* _Prompt_
Starting at the first line of the data below, retype every line up to and including the one containing "keeps the last".

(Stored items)
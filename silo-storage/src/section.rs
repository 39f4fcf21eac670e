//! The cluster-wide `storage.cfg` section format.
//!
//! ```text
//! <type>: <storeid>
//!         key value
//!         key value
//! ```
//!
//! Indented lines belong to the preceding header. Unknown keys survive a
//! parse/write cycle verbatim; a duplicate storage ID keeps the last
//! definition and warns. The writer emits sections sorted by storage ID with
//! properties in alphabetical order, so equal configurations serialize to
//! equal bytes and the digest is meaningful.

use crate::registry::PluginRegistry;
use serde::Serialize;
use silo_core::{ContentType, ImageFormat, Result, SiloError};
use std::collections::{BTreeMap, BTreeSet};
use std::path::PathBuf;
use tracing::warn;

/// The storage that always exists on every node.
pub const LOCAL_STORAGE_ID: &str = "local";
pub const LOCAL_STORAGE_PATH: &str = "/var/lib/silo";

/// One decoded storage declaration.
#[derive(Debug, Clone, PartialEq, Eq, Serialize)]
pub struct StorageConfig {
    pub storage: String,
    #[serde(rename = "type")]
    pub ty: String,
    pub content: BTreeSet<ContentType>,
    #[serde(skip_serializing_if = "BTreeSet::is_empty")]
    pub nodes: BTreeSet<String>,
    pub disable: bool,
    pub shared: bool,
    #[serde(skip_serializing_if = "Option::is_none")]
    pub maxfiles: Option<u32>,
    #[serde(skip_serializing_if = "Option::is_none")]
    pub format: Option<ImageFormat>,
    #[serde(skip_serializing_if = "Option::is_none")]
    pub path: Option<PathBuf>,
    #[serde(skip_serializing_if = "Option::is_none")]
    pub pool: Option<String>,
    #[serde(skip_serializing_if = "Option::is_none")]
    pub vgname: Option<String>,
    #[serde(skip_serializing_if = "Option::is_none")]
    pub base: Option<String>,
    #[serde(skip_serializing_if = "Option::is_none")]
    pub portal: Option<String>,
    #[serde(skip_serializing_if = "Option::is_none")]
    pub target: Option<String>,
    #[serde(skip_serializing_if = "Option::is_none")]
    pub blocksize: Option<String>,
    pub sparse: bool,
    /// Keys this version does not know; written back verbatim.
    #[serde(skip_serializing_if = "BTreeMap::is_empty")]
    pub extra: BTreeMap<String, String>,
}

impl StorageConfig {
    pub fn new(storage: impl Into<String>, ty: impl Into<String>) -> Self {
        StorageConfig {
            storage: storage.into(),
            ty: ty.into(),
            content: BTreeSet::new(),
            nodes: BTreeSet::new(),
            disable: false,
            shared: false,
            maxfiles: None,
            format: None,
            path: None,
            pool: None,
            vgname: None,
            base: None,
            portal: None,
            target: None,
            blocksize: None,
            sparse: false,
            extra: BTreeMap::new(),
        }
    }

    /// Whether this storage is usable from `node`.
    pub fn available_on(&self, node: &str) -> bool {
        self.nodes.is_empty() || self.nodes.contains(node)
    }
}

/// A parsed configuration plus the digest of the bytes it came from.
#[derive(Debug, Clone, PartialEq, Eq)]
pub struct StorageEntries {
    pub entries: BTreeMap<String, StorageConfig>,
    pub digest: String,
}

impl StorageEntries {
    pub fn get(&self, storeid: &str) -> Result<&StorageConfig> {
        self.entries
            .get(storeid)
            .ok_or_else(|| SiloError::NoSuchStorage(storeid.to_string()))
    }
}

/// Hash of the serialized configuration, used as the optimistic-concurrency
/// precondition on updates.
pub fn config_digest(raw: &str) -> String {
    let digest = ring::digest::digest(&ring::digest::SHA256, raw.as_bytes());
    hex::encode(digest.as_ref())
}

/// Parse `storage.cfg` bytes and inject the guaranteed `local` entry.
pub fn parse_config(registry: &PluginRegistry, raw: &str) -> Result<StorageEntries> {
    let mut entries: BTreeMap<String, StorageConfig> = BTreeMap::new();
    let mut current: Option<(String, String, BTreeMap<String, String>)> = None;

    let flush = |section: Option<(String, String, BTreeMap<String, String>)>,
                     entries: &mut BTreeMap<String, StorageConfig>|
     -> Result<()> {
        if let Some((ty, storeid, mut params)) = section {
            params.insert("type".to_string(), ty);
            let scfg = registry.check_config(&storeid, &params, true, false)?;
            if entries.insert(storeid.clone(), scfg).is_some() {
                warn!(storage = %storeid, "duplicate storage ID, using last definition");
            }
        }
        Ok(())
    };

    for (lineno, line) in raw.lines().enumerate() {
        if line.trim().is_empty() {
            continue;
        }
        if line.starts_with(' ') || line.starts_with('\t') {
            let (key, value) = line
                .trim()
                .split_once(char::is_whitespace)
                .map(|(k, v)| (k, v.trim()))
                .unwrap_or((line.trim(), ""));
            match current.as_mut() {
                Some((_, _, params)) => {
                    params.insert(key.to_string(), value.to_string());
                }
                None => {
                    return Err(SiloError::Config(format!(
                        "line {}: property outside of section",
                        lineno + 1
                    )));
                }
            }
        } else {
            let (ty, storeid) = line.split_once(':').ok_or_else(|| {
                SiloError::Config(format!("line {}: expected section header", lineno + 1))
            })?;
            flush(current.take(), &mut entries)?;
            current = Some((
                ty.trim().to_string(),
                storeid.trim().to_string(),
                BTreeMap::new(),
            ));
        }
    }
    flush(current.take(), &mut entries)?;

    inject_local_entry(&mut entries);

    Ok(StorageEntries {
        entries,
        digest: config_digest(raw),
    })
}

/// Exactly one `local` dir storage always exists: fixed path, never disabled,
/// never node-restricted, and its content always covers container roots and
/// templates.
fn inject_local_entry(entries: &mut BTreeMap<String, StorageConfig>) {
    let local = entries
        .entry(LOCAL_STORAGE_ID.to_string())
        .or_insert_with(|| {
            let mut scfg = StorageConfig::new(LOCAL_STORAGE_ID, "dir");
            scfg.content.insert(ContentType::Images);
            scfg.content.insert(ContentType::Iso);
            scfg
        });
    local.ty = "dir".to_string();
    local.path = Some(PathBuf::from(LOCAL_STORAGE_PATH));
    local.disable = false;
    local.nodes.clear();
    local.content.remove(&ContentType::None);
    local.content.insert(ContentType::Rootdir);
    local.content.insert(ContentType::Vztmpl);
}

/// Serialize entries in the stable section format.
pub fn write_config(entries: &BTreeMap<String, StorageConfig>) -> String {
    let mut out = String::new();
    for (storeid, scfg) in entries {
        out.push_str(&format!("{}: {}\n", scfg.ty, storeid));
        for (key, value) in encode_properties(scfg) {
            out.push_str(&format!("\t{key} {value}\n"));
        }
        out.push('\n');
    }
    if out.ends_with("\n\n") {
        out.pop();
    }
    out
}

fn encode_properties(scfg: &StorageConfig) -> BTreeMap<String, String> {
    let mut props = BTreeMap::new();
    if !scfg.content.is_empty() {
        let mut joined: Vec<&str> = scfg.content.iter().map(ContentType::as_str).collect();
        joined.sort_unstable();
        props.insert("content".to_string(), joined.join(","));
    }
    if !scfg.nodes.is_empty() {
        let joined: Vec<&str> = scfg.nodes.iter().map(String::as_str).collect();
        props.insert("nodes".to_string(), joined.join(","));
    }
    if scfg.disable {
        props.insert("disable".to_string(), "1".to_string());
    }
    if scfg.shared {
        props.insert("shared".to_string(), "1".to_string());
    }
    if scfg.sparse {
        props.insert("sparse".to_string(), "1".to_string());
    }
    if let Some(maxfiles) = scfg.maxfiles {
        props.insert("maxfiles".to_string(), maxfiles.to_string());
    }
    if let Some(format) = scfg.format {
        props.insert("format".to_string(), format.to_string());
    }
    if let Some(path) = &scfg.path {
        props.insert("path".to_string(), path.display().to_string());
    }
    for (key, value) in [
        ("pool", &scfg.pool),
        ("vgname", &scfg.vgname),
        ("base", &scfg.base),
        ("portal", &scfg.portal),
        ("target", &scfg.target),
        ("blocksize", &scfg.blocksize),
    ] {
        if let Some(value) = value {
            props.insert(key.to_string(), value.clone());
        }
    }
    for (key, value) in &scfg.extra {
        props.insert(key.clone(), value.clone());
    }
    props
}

* _Answer section_
filename silo-storage/src/section.rs
repository 39f4fcf21eac670e
//! The cluster-wide `storage.cfg` section format.
//!
//! ```text
//! <type>: <storeid>
//!         key value
//!         key value
//! ```
//!
//! Indented lines belong to the preceding header. Unknown keys survive a
//! parse/write cycle verbatim; a duplicate storage ID keeps the last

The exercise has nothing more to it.